SeqGL Identifies Context-Dependent Binding Signals in Genome-Wide Regulatory Element Maps
Fig 2
SeqGL performs significantly better than traditional motif discovery methods across different settings.
(A) Plot showing the k-mer weight inferred group lasso regularized logistic regression for PAX5 ChIP-seq in GM12878 cell line. A number of groups are uniformly set to 0 (Group 5), while other groups are either significantly predictive of peaks or flanks (Group 3 and Group 2 respectively). Motifs identified for groups that are strongly predictive of peaks and the corresponding TFs are also shown. (B) PAX5 ChIP-seq auROC on the test set comparing the discriminative performance of SeqGL with motif finding tools and k-mer methods. The different colors correspond to the colors in Fig 2C. (C) Plots showing auROCs on test sets for 105 ChIP-seq experiments using different tools and settings.

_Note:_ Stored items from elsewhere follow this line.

use std::{process::ExitCode, sync::Arc};

use clap::{Parser, Subcommand};
use portal_gate::{
    ApiRequest, AppState, Env, FileSessionStore, GateConfig, Right, SessionRecord,
    session::{Rights, SessionState, SessionStore},
};
use reqwest::{
    Method,
    header::{HeaderName, HeaderValue},
};
use tracing_subscriber::{layer::SubscriberExt, util::SubscriberInitExt};

#[derive(Parser)]
#[command(name = "portal-gate")]
#[command(about = "Authenticated request pipeline and route guard for the portal client", long_about = None)]
struct Cli {
    #[command(subcommand)]
    command: Commands,
}

#[derive(Subcommand)]
enum Commands {
    /// Send a request through the interceptor pipeline and print the result
    Request {
        /// HTTP method (GET, POST, ...)
        #[arg(value_parser = parse_method)]
        method: Method,

        /// Path relative to the API base URL, query string allowed
        target: String,

        /// JSON body
        #[arg(long)]
        json: Option<String>,

        /// Extra header as `Name: value`; repeatable
        #[arg(short = 'H', long = "header")]
        headers: Vec<String>,
    },
    /// Run a navigation through the route guard and print where it settles
    Navigate {
        path: String,
    },
    /// Inspect or modify the stored session
    Session {
        #[command(subcommand)]
        action: SessionAction,
    },
}

#[derive(Subcommand)]
enum SessionAction {
    /// Print the stored session
    Show,
    /// Remove the stored session
    Clear,
    /// Store a session the way the login flow would
    Login {
        #[arg(long)]
        token: Option<String>,
        #[arg(long)]
        login: Option<String>,
        /// Display name
        #[arg(long)]
        fio: Option<String>,
        /// Granted right, by its backend name; repeatable
        #[arg(long = "right")]
        rights: Vec<String>,
    },
}

#[tokio::main]
async fn main() -> ExitCode {
    dotenv::dotenv().ok();

    let config = match GateConfig::load() {
        Ok(config) => config,
        Err(e) => {
            eprintln!("configuration error: {e}");
            return ExitCode::FAILURE;
        }
    };

    init_tracing(config.env);
    tracing::debug!(env = ?config.env, base_url = %config.api_base_url, "configuration loaded");

    let session = Arc::new(FileSessionStore::new(&config.session_dir)) as SessionState;
    let cli = Cli::parse();

    let state = match AppState::build(config, session) {
        Ok(state) => state,
        Err(e) => {
            eprintln!("failed to build HTTP client: {e}");
            return ExitCode::FAILURE;
        }
    };

    match cli.command {
        Commands::Request {
            method,
            target,
            json,
            headers,
        } => send(&state, method, &target, json, headers).await,
        Commands::Navigate { path } => {
            let navigation = state.router.push(&path);
            for step in &navigation.trail {
                println!("{} -> {:?}", step.path, step.decision);
            }
            println!("settled at {}", navigation.path);
            ExitCode::SUCCESS
        }
        Commands::Session { action } => session_command(state.session.as_ref(), action),
    }
}

/// Logs go to stderr so command output on stdout stays machine-readable.
fn init_tracing(env: Env) {
    let env_filter = tracing_subscriber::EnvFilter::try_from_default_env()
        .unwrap_or_else(|_| "portal_gate=debug".into());

    match env {
        Env::Local => tracing_subscriber::registry()
            .with(env_filter)
            .with(
                tracing_subscriber::fmt::layer()
                    .pretty()
                    .with_writer(std::io::stderr),
            )
            .init(),
        Env::Production => tracing_subscriber::registry()
            .with(env_filter)
            .with(
                tracing_subscriber::fmt::layer()
                    .json()
                    .with_writer(std::io::stderr),
            )
            .init(),
    }
}

async fn send(
    state: &AppState,
    method: Method,
    target: &str,
    json: Option<String>,
    headers: Vec<String>,
) -> ExitCode {
    let mut request = ApiRequest::new(method, target);

    for raw in headers {
        match parse_header(&raw) {
            Some((name, value)) => request = request.header(name, value),
            None => {
                eprintln!("invalid header: {raw:?}");
                return ExitCode::FAILURE;
            }
        }
    }

    if let Some(body) = json {
        match serde_json::from_str(&body) {
            Ok(value) => request = request.json(value),
            Err(e) => {
                eprintln!("invalid JSON body: {e}");
                return ExitCode::FAILURE;
            }
        }
    }

    match state.client.send(request).await {
        Ok(response) => {
            println!("{}", response.text());
            ExitCode::SUCCESS
        }
        Err(error) => {
            println!("{}", serde_json::to_string_pretty(&error).unwrap_or(error.message));
            ExitCode::FAILURE
        }
    }
}

fn session_command(store: &dyn SessionStore, action: SessionAction) -> ExitCode {
    match action {
        SessionAction::Show => {
            match store.read_session() {
                Some(session) => match serde_json::to_string_pretty(&session) {
                    Ok(encoded) => println!("{encoded}"),
                    Err(e) => eprintln!("failed to encode session: {e}"),
                },
                None => println!("no session"),
            }
            ExitCode::SUCCESS
        }
        SessionAction::Clear => {
            store.clear_session();
            ExitCode::SUCCESS
        }
        SessionAction::Login {
            token,
            login,
            fio,
            rights,
        } => {
            let mut granted = Rights::default();
            for name in rights {
                match Right::from_wire(&name) {
                    Some(right) => granted = granted.with(right, true),
                    None => {
                        eprintln!("unknown right: {name}");
                        return ExitCode::FAILURE;
                    }
                }
            }

            let session = SessionRecord {
                token,
                login,
                fio,
                rights: granted,
            };
            match store.write_session(&session) {
                Ok(()) => ExitCode::SUCCESS,
                Err(e) => {
                    eprintln!("failed to store session: {e}");
                    ExitCode::FAILURE
                }
            }
        }
    }
}

fn parse_method(raw: &str) -> Result<Method, String> {
    Method::from_bytes(raw.to_uppercase().as_bytes()).map_err(|e| e.to_string())
}

fn parse_header(raw: &str) -> Option<(HeaderName, HeaderValue)> {
    let (name, value) = raw.split_once(':')?;
    let name = HeaderName::from_bytes(name.trim().as_bytes()).ok()?;
    let value = HeaderValue::from_str(value.trim()).ok()?;
    Some((name, value))
}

Three different settings were used for the motif finding tools HOMER, DREME and HOMER (see S1 Fig). ‘Best motif’ uses the highest-ranking motif from each method, as defined by the p-value; ‘Max motif’ uses the motif with maximum log odds score in each example; and ‘Motif elastic’ uses elastic net logistic regression across all motifs determined by the respective method. Only the ‘Motif elastic’ methods are shown in the performance plots, since they outperform the ‘Best motif” and ‘Max motif” methods. ‘SeqGL and other k-mer methods significantly outperform the different motif finding tools across all settings (Wilcoxon rank sum p-values < 7e-3). gkm-SVM performs marginally (but not significantly) better compared to SeqGL with 5K top discriminative features (Wilcoxon rank sum p-value = 0.06); SeqGL using a larger feature set (30K) gives identical performance to gkm-SVM (no difference in the distribution of auROC scores based on a Wilcoxon rank sum test, using p-value < 0.05 for our threshold of significance). Furthermore, the elastic-net regressor on the full SeqGL feature space using 10-mers with 3 wildcards (similar to settings used by gkm-SVM) also yields identical performance. While the discriminative accuracy is comparable, unlike other k-mer methods, SeqGL identifies multiple distinct DNA binding signals from the same ChIP-seq experiment (S3 Table).